Extraction of cell wall associated components
C. albicans strains were cultured overnight in YPD medium at 25°C. Cells were harvested and transferred into YPD or YP medium containing 0.1% glucose, with initial density of OD600 = 1/ml, and cultured at 25°C (yeast form) or 37°C (hyphal form) for 3 hr with shaking. Cells were spun down, washed once with ddH2O, then suspended in extraction buffer (Tris–HCl, pH 8.8, 20 mM; KCl 50 mM; β-mercaptoethanol 1%, v/v). After rocking at 37°C for 30 min, cells were harvested and the medium components were precipitated by 10% TCA. The precipitate was harvested by centrifugation at 20,000 g, 4°C, for 10 min. The pellet of precipitate was washed once by ddH2O then suspended in 2× protein sample buffer and adjust pH value by 2 M Tris base. After incubation at 95°C for 10 min, the components were subjected to Western blot analysis [12, 37].
Co-culture of C. albicans with THP-1 human monocytes
The THP-1 human monocytic cell line  is maintained in RPMI1640 with 10% fetal bovine serum (RPMI-FBS) at 37°C in a humidified chamber containing 5% CO2. For co-culture, THP-1 cells were cultured in the 10-cm dishes for 2 days, then suspended cells in fresh RPMI-FBS and incubated at 37°C for 10 min before co-cultured with Candida. About 2×106Candida cells were co-cultured with 2×105 THP-1 cells in 1.5 ml of RPMI-FBS in a 2 ml microcentrifuge tube at 37°C incubator for indicated times with gentle rocking .

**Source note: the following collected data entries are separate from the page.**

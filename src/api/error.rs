use thiserror::Error;

#[derive(Error, Debug)]
pub enum ApiError {
    #[error("HTTP request failed: {0}")]
    Http(#[from] reqwest::Error),

    #[error("Invalid API response: {0}")]
    Parse(String),

    #[error("Server error {status}: {message}")]
    Server { status: u16, message: String },

    #[error("Not found: {0}")]
    NotFound(String),
}

impl From<serde_json::Error> for ApiError {
    fn from(err: serde_json::Error) -> Self {
        ApiError::Parse(err.to_string())
    }
}
use std::collections::HashMap;

use serde::de::DeserializeOwned;
use serde::Serialize;
use tokio::sync::RwLock;

use super::client::JournalApi;
use super::error::ApiError;
use crate::models::{
    CreatePremarketInput, CreateTradeInput, PerformanceSummary, PremarketAnalysis, Trade,
};
use async_trait::async_trait;

/// Cache keys, one per backend endpoint.
pub mod keys {
    pub const TRADES: &str = "trades";
    pub const PERFORMANCE: &str = "performance/analytics";
    pub const ACCOUNT_BALANCE: &str = "settings/account_balance";
    pub const PREMARKET_TODAY: &str = "premarket-analysis/today";
}

/// Endpoint-keyed response cache.
///
/// Invalidation triggers are explicit: a trade mutation clears the trade
/// and performance entries, a premarket mutation clears the premarket
/// entries. Nothing expires by time; the dashboard refetches whenever an
/// entry is missing.
#[derive(Default)]
pub struct QueryCache {
    entries: RwLock<HashMap<String, serde_json::Value>>,
}

impl QueryCache {
    pub fn new() -> Self {
        Self::default()
    }

    pub async fn get<T: DeserializeOwned>(&self, key: &str) -> Option<T> {
        let entries = self.entries.read().await;
        let value = entries.get(key)?;
        match serde_json::from_value(value.clone()) {
            Ok(decoded) => Some(decoded),
            Err(e) => {
                log::warn!("discarding cache entry {}: {}", key, e);
                None
            }
        }
    }

    pub async fn put<T: Serialize>(&self, key: &str, value: &T) {
        match serde_json::to_value(value) {
            Ok(encoded) => {
                self.entries.write().await.insert(key.to_string(), encoded);
            }
            Err(e) => log::warn!("not caching {}: {}", key, e),
        }
    }

    pub async fn invalidate(&self, key: &str) {
        self.entries.write().await.remove(key);
    }

    pub async fn invalidate_prefix(&self, prefix: &str) {
        self.entries
            .write()
            .await
            .retain(|key, _| !key.starts_with(prefix));
    }

    pub async fn clear(&self) {
        self.entries.write().await.clear();
    }
}

/// A [`JournalApi`] wrapper that serves repeated fetches from the cache
/// and applies the invalidation triggers on every mutation.
pub struct CachedJournal<A> {
    inner: A,
    cache: QueryCache,
}

impl<A: JournalApi> CachedJournal<A> {
    pub fn new(inner: A) -> Self {
        Self {
            inner,
            cache: QueryCache::new(),
        }
    }

    pub fn cache(&self) -> &QueryCache {
        &self.cache
    }

    pub fn into_inner(self) -> A {
        self.inner
    }
}

#[async_trait]
impl<A: JournalApi> JournalApi for CachedJournal<A> {
    async fn fetch_trades(&self) -> Result<Vec<Trade>, ApiError> {
        if let Some(cached) = self.cache.get::<Vec<Trade>>(keys::TRADES).await {
            return Ok(cached);
        }
        let trades = self.inner.fetch_trades().await?;
        self.cache.put(keys::TRADES, &trades).await;
        Ok(trades)
    }

    async fn create_trade(&self, input: &CreateTradeInput) -> Result<Trade, ApiError> {
        let created = self.inner.create_trade(input).await?;
        // Trade mutation: derived analytics are stale too.
        self.cache.invalidate(keys::TRADES).await;
        self.cache.invalidate_prefix("performance").await;
        Ok(created)
    }

    async fn fetch_performance_summary(&self) -> Result<PerformanceSummary, ApiError> {
        if let Some(cached) = self.cache.get::<PerformanceSummary>(keys::PERFORMANCE).await {
            return Ok(cached);
        }
        let summary = self.inner.fetch_performance_summary().await?;
        self.cache.put(keys::PERFORMANCE, &summary).await;
        Ok(summary)
    }

    async fn fetch_account_balance(&self) -> Result<f64, ApiError> {
        if let Some(cached) = self.cache.get::<f64>(keys::ACCOUNT_BALANCE).await {
            return Ok(cached);
        }
        let balance = self.inner.fetch_account_balance().await?;
        self.cache.put(keys::ACCOUNT_BALANCE, &balance).await;
        Ok(balance)
    }

    async fn fetch_today_premarket(&self) -> Result<Option<PremarketAnalysis>, ApiError> {
        if let Some(cached) = self
            .cache
            .get::<Option<PremarketAnalysis>>(keys::PREMARKET_TODAY)
            .await
        {
            return Ok(cached);
        }
        let premarket = self.inner.fetch_today_premarket().await?;
        self.cache.put(keys::PREMARKET_TODAY, &premarket).await;
        Ok(premarket)
    }

    async fn create_premarket(
        &self,
        input: &CreatePremarketInput,
    ) -> Result<PremarketAnalysis, ApiError> {
        let created = self.inner.create_premarket(input).await?;
        self.cache.invalidate_prefix("premarket").await;
        Ok(created)
    }

    async fn update_premarket_notes(
        &self,
        id: &str,
        notes: &str,
    ) -> Result<PremarketAnalysis, ApiError> {
        let updated = self.inner.update_premarket_notes(id, notes).await?;
        self.cache.invalidate_prefix("premarket").await;
        Ok(updated)
    }
}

Immunofluorescence staining of Sap proteins on hypha surface
C. albicans and THP-1 cells were co-cultured at 37°C for 30 min, then THP-1-engulfed Candida cells were harvested by low speed centrifugation and re-suspended in RPMI-FBS and incubated at 37°C for further 30 min. Co-cultured cells were harvested and suspended in PBS and loaded on poly-lysine coated cover glasses. The coated cells were fixed by 3.7% of formaldehyde in PBS for 15 min and were permeated by 0.2% TritonX100 for 3 min. After blocking, cells were incubated with anti-Sap6 antibody (1:800-dilution) for 90 min. The detailed procedure has been described .
RNA preparation and reverse transcription-polymerase chain reaction
Total RNA of Candida cells was isolated by hot acid phenol method . Before reverse transcription, 2 μg of total RNA was treated by DNaseI (Invitrogen). The cDNA was generated by SuperScriptIII (Invitrogen) with oligo-(dT)12–18 as primer. The expression of SAP genes was further identified by PCR using specific primers .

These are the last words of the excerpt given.